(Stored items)
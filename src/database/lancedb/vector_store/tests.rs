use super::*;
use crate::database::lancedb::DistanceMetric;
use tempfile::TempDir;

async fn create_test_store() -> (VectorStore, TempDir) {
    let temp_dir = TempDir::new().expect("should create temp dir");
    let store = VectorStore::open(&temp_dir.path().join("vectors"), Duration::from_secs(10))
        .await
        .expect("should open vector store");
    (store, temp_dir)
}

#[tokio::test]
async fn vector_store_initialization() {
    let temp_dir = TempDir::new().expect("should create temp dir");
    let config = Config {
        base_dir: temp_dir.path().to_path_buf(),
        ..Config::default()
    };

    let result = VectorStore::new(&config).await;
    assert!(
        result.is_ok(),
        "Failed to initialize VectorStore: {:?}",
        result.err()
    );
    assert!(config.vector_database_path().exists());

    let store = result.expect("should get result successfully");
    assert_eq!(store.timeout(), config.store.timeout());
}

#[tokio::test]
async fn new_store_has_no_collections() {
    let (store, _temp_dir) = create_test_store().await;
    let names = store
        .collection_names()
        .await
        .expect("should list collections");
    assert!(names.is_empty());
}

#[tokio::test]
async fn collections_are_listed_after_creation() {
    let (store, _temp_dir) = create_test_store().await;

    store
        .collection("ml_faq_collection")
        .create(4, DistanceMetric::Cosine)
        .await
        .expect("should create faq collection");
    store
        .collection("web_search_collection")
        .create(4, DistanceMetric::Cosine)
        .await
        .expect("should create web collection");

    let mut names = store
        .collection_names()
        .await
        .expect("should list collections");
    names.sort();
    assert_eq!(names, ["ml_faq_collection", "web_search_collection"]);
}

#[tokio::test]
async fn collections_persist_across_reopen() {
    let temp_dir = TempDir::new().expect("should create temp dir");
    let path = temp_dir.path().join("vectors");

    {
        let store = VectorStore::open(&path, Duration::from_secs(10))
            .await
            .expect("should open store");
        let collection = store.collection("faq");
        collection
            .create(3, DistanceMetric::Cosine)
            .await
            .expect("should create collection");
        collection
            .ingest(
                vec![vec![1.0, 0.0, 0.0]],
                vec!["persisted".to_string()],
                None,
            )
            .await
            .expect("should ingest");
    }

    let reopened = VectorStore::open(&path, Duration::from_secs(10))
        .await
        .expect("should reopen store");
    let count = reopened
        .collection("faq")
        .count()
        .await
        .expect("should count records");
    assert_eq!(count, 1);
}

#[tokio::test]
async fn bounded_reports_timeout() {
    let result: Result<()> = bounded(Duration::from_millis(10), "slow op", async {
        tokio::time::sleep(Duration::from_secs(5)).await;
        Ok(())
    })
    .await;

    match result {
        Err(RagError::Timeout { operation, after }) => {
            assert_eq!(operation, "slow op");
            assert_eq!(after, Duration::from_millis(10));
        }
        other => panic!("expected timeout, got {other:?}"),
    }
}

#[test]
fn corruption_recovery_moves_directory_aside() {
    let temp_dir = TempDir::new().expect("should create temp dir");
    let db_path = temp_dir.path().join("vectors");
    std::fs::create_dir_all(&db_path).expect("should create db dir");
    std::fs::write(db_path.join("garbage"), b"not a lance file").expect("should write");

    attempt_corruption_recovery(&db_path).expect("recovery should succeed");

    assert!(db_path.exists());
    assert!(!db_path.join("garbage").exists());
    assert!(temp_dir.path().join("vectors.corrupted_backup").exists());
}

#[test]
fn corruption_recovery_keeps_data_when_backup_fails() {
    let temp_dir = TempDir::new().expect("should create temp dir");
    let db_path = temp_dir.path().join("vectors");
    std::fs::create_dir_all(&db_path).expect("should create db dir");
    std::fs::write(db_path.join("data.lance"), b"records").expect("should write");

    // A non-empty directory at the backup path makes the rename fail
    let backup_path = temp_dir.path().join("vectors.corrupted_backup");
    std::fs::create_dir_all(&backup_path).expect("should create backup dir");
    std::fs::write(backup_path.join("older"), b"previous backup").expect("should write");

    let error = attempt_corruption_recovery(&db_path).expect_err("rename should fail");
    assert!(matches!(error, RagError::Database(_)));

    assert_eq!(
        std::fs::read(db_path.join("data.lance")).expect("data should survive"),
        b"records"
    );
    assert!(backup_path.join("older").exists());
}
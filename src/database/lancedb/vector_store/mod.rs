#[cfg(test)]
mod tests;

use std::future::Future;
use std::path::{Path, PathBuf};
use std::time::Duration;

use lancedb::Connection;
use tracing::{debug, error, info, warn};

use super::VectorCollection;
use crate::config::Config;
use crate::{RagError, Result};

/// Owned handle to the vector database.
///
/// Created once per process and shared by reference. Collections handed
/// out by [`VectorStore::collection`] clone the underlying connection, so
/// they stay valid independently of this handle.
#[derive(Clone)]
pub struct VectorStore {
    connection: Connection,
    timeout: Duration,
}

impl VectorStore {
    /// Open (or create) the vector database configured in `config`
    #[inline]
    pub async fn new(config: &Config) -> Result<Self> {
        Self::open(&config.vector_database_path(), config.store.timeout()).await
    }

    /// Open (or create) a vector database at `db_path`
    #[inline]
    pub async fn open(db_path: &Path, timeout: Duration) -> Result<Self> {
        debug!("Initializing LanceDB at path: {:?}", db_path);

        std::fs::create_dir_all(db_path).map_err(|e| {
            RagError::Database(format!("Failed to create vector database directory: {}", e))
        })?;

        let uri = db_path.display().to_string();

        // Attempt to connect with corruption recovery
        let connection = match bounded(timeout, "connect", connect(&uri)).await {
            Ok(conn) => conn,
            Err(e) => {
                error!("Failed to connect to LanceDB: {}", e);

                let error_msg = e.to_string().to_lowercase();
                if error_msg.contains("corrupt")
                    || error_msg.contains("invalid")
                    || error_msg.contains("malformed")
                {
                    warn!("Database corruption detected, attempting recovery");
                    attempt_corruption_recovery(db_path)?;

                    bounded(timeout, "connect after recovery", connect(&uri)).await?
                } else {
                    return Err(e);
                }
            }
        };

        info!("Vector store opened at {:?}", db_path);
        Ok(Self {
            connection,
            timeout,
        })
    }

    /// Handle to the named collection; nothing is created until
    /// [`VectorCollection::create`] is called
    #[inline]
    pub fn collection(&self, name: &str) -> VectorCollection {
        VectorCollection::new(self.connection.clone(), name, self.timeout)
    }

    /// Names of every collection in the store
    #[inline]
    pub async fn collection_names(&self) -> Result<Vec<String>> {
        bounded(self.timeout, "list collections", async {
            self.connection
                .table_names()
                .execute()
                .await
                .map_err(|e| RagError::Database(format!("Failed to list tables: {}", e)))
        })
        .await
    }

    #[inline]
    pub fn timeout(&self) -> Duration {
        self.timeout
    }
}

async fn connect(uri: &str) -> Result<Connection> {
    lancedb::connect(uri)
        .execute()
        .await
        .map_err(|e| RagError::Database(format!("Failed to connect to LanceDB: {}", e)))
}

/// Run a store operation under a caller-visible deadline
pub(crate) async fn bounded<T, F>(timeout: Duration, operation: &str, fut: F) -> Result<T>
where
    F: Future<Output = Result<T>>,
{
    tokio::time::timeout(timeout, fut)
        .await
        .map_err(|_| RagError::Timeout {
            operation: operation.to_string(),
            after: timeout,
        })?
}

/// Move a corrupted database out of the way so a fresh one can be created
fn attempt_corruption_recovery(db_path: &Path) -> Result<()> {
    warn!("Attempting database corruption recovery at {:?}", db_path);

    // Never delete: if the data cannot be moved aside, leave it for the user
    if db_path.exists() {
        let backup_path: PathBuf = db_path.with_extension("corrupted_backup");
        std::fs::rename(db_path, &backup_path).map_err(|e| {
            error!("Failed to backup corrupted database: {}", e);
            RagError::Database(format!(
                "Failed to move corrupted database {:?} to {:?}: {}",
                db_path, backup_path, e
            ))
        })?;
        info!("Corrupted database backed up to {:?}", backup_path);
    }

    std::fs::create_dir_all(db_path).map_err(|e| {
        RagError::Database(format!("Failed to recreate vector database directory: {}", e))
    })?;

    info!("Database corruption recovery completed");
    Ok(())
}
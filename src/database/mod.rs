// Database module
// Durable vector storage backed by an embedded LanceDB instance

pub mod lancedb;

What is required =
Report the count of lines in the entries that contain the string "exists", and nothing besides it.

Reply to the task =
6